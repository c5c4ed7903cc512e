//! JSON export of a resolved layout.

use std::fs;
use std::path::Path;

use serde::Serialize;

use crate::dialog::DialogPreview;
use crate::error::{DlgError, Result};
use crate::types::{GeometryError, MarginMode, ResolvedControl};

/// Serialized layout document.
#[derive(Debug, Serialize)]
pub struct LayoutJson<'a> {
    pub display: &'a str,
    pub mode: MarginMode,
    pub normalized: bool,
    pub controls: &'a [ResolvedControl],
    pub errors: &'a [GeometryError],
}

impl<'a> LayoutJson<'a> {
    pub fn new(preview: &'a DialogPreview) -> Self {
        Self {
            display: preview.display_name(),
            mode: preview.mode,
            normalized: preview.layout.is_normalized(),
            controls: preview.layout.controls(),
            errors: &preview.geometry_errors,
        }
    }
}

/// Serialize a preview's layout as pretty JSON.
pub fn layout_to_json(preview: &DialogPreview) -> Result<String> {
    serde_json::to_string_pretty(&LayoutJson::new(preview)).map_err(|e| DlgError::Render {
        message: format!("Failed to serialize layout: {}", e),
        help: None,
    })
}

/// Write a preview's layout as JSON.
pub fn write_layout_json(preview: &DialogPreview, path: &Path) -> Result<()> {
    let json = layout_to_json(preview)?;
    fs::write(path, json).map_err(|e| DlgError::Io {
        path: path.to_path_buf(),
        message: format!("Failed to write layout JSON: {}", e),
    })
}
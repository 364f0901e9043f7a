//! Short URL construction and unique key allocation.

use std::sync::Arc;

use chrono::{DateTime, Utc};
use url::form_urlencoded;

use crate::config::Config;
use crate::domain::entities::{NewShortUrl, ShortUrlRecord, TrackingOverrides};
use crate::domain::repositories::ShortUrlRepository;
use crate::error::ShortenerError;
use crate::utils::key_generator::KeyGenerator;

/// Accumulated builder state before creation.
///
/// Never persisted directly; [`ShortUrlBuilder::create`] resolves it into
/// a [`NewShortUrl`]. `secure` and the tracking dimensions stay tri-state
/// until resolution so explicit caller overrides remain distinguishable
/// from process defaults.
#[derive(Debug, Clone, PartialEq)]
struct PendingConfiguration {
    destination_url: Option<String>,
    key: Option<String>,
    activate_at: Option<DateTime<Utc>>,
    deactivate_at: Option<DateTime<Utc>>,
    redirect_status: u16,
    secure: Option<bool>,
    single_use: bool,
    tracking: TrackingOverrides,
}

impl Default for PendingConfiguration {
    fn default() -> Self {
        Self {
            destination_url: None,
            key: None,
            activate_at: None,
            deactivate_at: None,
            redirect_status: 301,
            secure: None,
            single_use: false,
            tracking: TrackingOverrides::default(),
        }
    }
}

/// Fluent builder for short URL records.
///
/// Accumulates a pending configuration through step-validated setters,
/// then [`Self::create`] allocates a globally unique key and persists the
/// record. A single instance is safe to reuse across unrelated creations:
/// state is reset automatically after every successful create.
///
/// The builder itself is a single-owner accumulator and is not meant for
/// concurrent mutation. The allocation loop, however, is correct under
/// arbitrary concurrent `create` calls across independent builder
/// instances sharing one storage engine: the only synchronization it
/// relies on is the engine's uniqueness constraint on the key column.
///
/// # Examples
///
/// ```ignore
/// let mut builder = ShortUrlBuilder::new(config, repository, RandomKeyGenerator)?;
/// let record = builder
///     .destination("https://example.com/docs")?
///     .single_use(true)
///     .create()
///     .await?;
/// ```
pub struct ShortUrlBuilder<R: ShortUrlRepository, G: KeyGenerator> {
    repository: Arc<R>,
    key_generator: G,
    config: Config,
    pending: PendingConfiguration,
}

impl<R: ShortUrlRepository, G: KeyGenerator> ShortUrlBuilder<R, G> {
    /// Creates a builder after validating the process configuration.
    ///
    /// # Errors
    ///
    /// Returns [`ShortenerError::InvalidEnvironment`] if the configuration
    /// is invalid; no builder instance exists in that case.
    pub fn new(config: Config, repository: Arc<R>, key_generator: G) -> Result<Self, ShortenerError> {
        config
            .validate()
            .map_err(ShortenerError::InvalidEnvironment)?;

        Ok(Self {
            repository,
            key_generator,
            config,
            pending: PendingConfiguration::default(),
        })
    }

    /// Sets the activation time.
    ///
    /// # Errors
    ///
    /// Returns [`ShortenerError::InvalidTemporalValue`] if `at` is in the
    /// past; state is unchanged on error.
    pub fn activate_at(&mut self, at: DateTime<Utc>) -> Result<&mut Self, ShortenerError> {
        if at < Utc::now() {
            return Err(ShortenerError::past_time("activation", at));
        }

        self.pending.activate_at = Some(at);
        Ok(self)
    }

    /// Sets the deactivation time.
    ///
    /// # Errors
    ///
    /// Returns [`ShortenerError::InvalidTemporalValue`] if `at` is in the
    /// past or precedes an already-set activation time; state is unchanged
    /// on error.
    pub fn deactivate_at(&mut self, at: DateTime<Utc>) -> Result<&mut Self, ShortenerError> {
        if at < Utc::now() {
            return Err(ShortenerError::past_time("deactivation", at));
        }
        if let Some(start) = self.pending.activate_at
            && at < start
        {
            return Err(ShortenerError::inverted_window(start, at));
        }

        self.pending.deactivate_at = Some(at);
        Ok(self)
    }

    /// Sets the destination URL, stored verbatim.
    ///
    /// Scheme rewriting for enforced https happens at creation time, not
    /// here.
    ///
    /// # Errors
    ///
    /// Returns [`ShortenerError::InvalidDestination`] unless the URL
    /// starts with `http://` or `https://`; state is unchanged on error.
    pub fn destination(&mut self, url: impl Into<String>) -> Result<&mut Self, ShortenerError> {
        let url = url.into();

        if !url.starts_with("http://") && !url.starts_with("https://") {
            return Err(ShortenerError::InvalidDestination { url });
        }

        self.pending.destination_url = Some(url);
        Ok(self)
    }

    /// Sets the redirect status code.
    ///
    /// # Errors
    ///
    /// Returns [`ShortenerError::InvalidRedirectCode`] outside `300..=399`;
    /// the previously stored code (default 301) is retained on error.
    pub fn redirect_status(&mut self, code: u16) -> Result<&mut Self, ShortenerError> {
        if !(300..=399).contains(&code) {
            return Err(ShortenerError::InvalidRedirectCode { code });
        }

        self.pending.redirect_status = code;
        Ok(self)
    }

    /// Sets an explicit key, URL-escaped, bypassing auto-generation.
    ///
    /// The key is still subject to the uniqueness protocol: if it is
    /// already taken at creation time, a generated key is used instead.
    ///
    /// # Errors
    ///
    /// Returns [`ShortenerError::InvalidKey`] if the key is empty.
    pub fn key(&mut self, key: &str) -> Result<&mut Self, ShortenerError> {
        let escaped: String = form_urlencoded::byte_serialize(key.as_bytes()).collect();

        if escaped.is_empty() {
            return Err(ShortenerError::InvalidKey);
        }

        self.pending.key = Some(escaped);
        Ok(self)
    }

    /// Overrides the https-enforcement default for this record.
    pub fn secure(&mut self, secure: bool) -> &mut Self {
        self.pending.secure = Some(secure);
        self
    }

    /// Marks the record as valid for a single visit.
    pub fn single_use(&mut self, single_use: bool) -> &mut Self {
        self.pending.single_use = single_use;
        self
    }

    /// Overrides the visit-tracking default for this record.
    pub fn track_visits(&mut self, track: bool) -> &mut Self {
        self.pending.tracking.visits = Some(track);
        self
    }

    /// Overrides the IP-address-tracking default for this record.
    pub fn track_ip_address(&mut self, track: bool) -> &mut Self {
        self.pending.tracking.ip_address = Some(track);
        self
    }

    /// Overrides the OS-tracking default for this record.
    pub fn track_os(&mut self, track: bool) -> &mut Self {
        self.pending.tracking.os = Some(track);
        self
    }

    /// Overrides the OS-version-tracking default for this record.
    pub fn track_os_version(&mut self, track: bool) -> &mut Self {
        self.pending.tracking.os_version = Some(track);
        self
    }

    /// Overrides the browser-tracking default for this record.
    pub fn track_browser(&mut self, track: bool) -> &mut Self {
        self.pending.tracking.browser = Some(track);
        self
    }

    /// Overrides the browser-version-tracking default for this record.
    pub fn track_browser_version(&mut self, track: bool) -> &mut Self {
        self.pending.tracking.browser_version = Some(track);
        self
    }

    /// Overrides the referer-tracking default for this record.
    pub fn track_referer(&mut self, track: bool) -> &mut Self {
        self.pending.tracking.referer = Some(track);
        self
    }

    /// Overrides the device-type-tracking default for this record.
    pub fn track_device_type(&mut self, track: bool) -> &mut Self {
        self.pending.tracking.device_type = Some(track);
        self
    }

    /// Clears all accumulated state back to construction defaults.
    ///
    /// Idempotent. Called automatically after every successful
    /// [`Self::create`] so one builder instance can be reused for
    /// unrelated configurations without leaking stale options.
    pub fn reset(&mut self) -> &mut Self {
        self.pending = PendingConfiguration::default();
        self
    }

    /// Resolves the pending configuration and persists a record under a
    /// guaranteed-unique key.
    ///
    /// Tri-state options still unset take their process defaults; with a
    /// resolved `secure` of true the destination's `http://` scheme is
    /// rewritten to `https://`. The key (explicit or generated) is then
    /// allocated by an unbounded generate-insert-retry loop: a
    /// [`crate::error::StoreError::DuplicateKey`] conflict draws a fresh generated key
    /// and retries, while any other storage failure aborts immediately.
    /// Correctness under concurrent callers rests solely on the storage
    /// engine's atomic uniqueness constraint; the `exists` pre-check is a
    /// cheap filter, not a guarantee.
    ///
    /// On success the builder state is reset for reuse and the persisted
    /// record is returned.
    ///
    /// # Errors
    ///
    /// - [`ShortenerError::MissingDestination`] if no destination URL was
    ///   set; storage is not touched.
    /// - [`ShortenerError::Storage`] for any propagated non-duplicate
    ///   storage failure.
    pub async fn create(&mut self) -> Result<ShortUrlRecord, ShortenerError> {
        let destination_url = self
            .pending
            .destination_url
            .clone()
            .ok_or(ShortenerError::MissingDestination)?;

        let secure = self.pending.secure.unwrap_or(self.config.enforce_https);
        let destination_url = if secure {
            rewrite_to_https(destination_url)
        } else {
            destination_url
        };

        let tracking = self
            .pending
            .tracking
            .resolve(&self.config.tracking_defaults);

        let mut key = match self.pending.key.clone() {
            Some(explicit) => explicit,
            None => self.key_generator.generate(),
        };

        loop {
            // Stale-tolerant pre-filter; the insert below is authoritative.
            if self
                .repository
                .exists(&key)
                .await
                .map_err(ShortenerError::Storage)?
            {
                tracing::debug!(%key, "candidate key already taken, drawing a new one");
                key = self.key_generator.generate();
                continue;
            }

            let new_short_url = NewShortUrl {
                key: key.clone(),
                destination_url: destination_url.clone(),
                public_url: compose_public_url(&self.config.base_url, &key),
                redirect_status: self.pending.redirect_status,
                single_use: self.pending.single_use,
                activate_at: self.pending.activate_at,
                deactivate_at: self.pending.deactivate_at,
                tracking,
            };

            match self.repository.insert(new_short_url).await {
                Ok(record) => {
                    tracing::info!(key = %record.key, "short url created");
                    self.reset();
                    return Ok(record);
                }
                Err(e) if e.is_duplicate_key() => {
                    tracing::debug!(%key, "lost key allocation race, retrying");
                    key = self.key_generator.generate();
                }
                Err(e) => return Err(ShortenerError::Storage(e)),
            }
        }
    }
}

/// Rewrites an `http://` scheme to `https://`. Idempotent.
fn rewrite_to_https(url: String) -> String {
    match url.strip_prefix("http://") {
        Some(rest) => format!("https://{rest}"),
        None => url,
    }
}

/// Composes the public-facing short link from the base URL and key.
fn compose_public_url(base_url: &str, key: &str) -> String {
    format!("{}/{}", base_url.trim_end_matches('/'), key)
}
________________
### Required work
Start with the line above that contains "pub fn deactivate_at(&mut" and stop after the line that contains "protocol: if it is". Output those lines exactly, and only those.

### Answer box
    pub fn deactivate_at(&mut self, at: DateTime<Utc>) -> Result<&mut Self, ShortenerError> {
        if at < Utc::now() {
            return Err(ShortenerError::past_time("deactivation", at));
        }
        if let Some(start) = self.pending.activate_at
            && at < start
        {
            return Err(ShortenerError::inverted_window(start, at));
        }

        self.pending.deactivate_at = Some(at);
        Ok(self)
    }

    /// Sets the destination URL, stored verbatim.
    ///
    /// Scheme rewriting for enforced https happens at creation time, not
    /// here.
    ///
    /// # Errors
    ///
    /// Returns [`ShortenerError::InvalidDestination`] unless the URL
    /// starts with `http://` or `https://`; state is unchanged on error.
    pub fn destination(&mut self, url: impl Into<String>) -> Result<&mut Self, ShortenerError> {
        let url = url.into();

        if !url.starts_with("http://") && !url.starts_with("https://") {
            return Err(ShortenerError::InvalidDestination { url });
        }

        self.pending.destination_url = Some(url);
        Ok(self)
    }

    /// Sets the redirect status code.
    ///
    /// # Errors
    ///
    /// Returns [`ShortenerError::InvalidRedirectCode`] outside `300..=399`;
    /// the previously stored code (default 301) is retained on error.
    pub fn redirect_status(&mut self, code: u16) -> Result<&mut Self, ShortenerError> {
        if !(300..=399).contains(&code) {
            return Err(ShortenerError::InvalidRedirectCode { code });
        }

        self.pending.redirect_status = code;
        Ok(self)
    }

    /// Sets an explicit key, URL-escaped, bypassing auto-generation.
    ///
    /// The key is still subject to the uniqueness protocol: if it is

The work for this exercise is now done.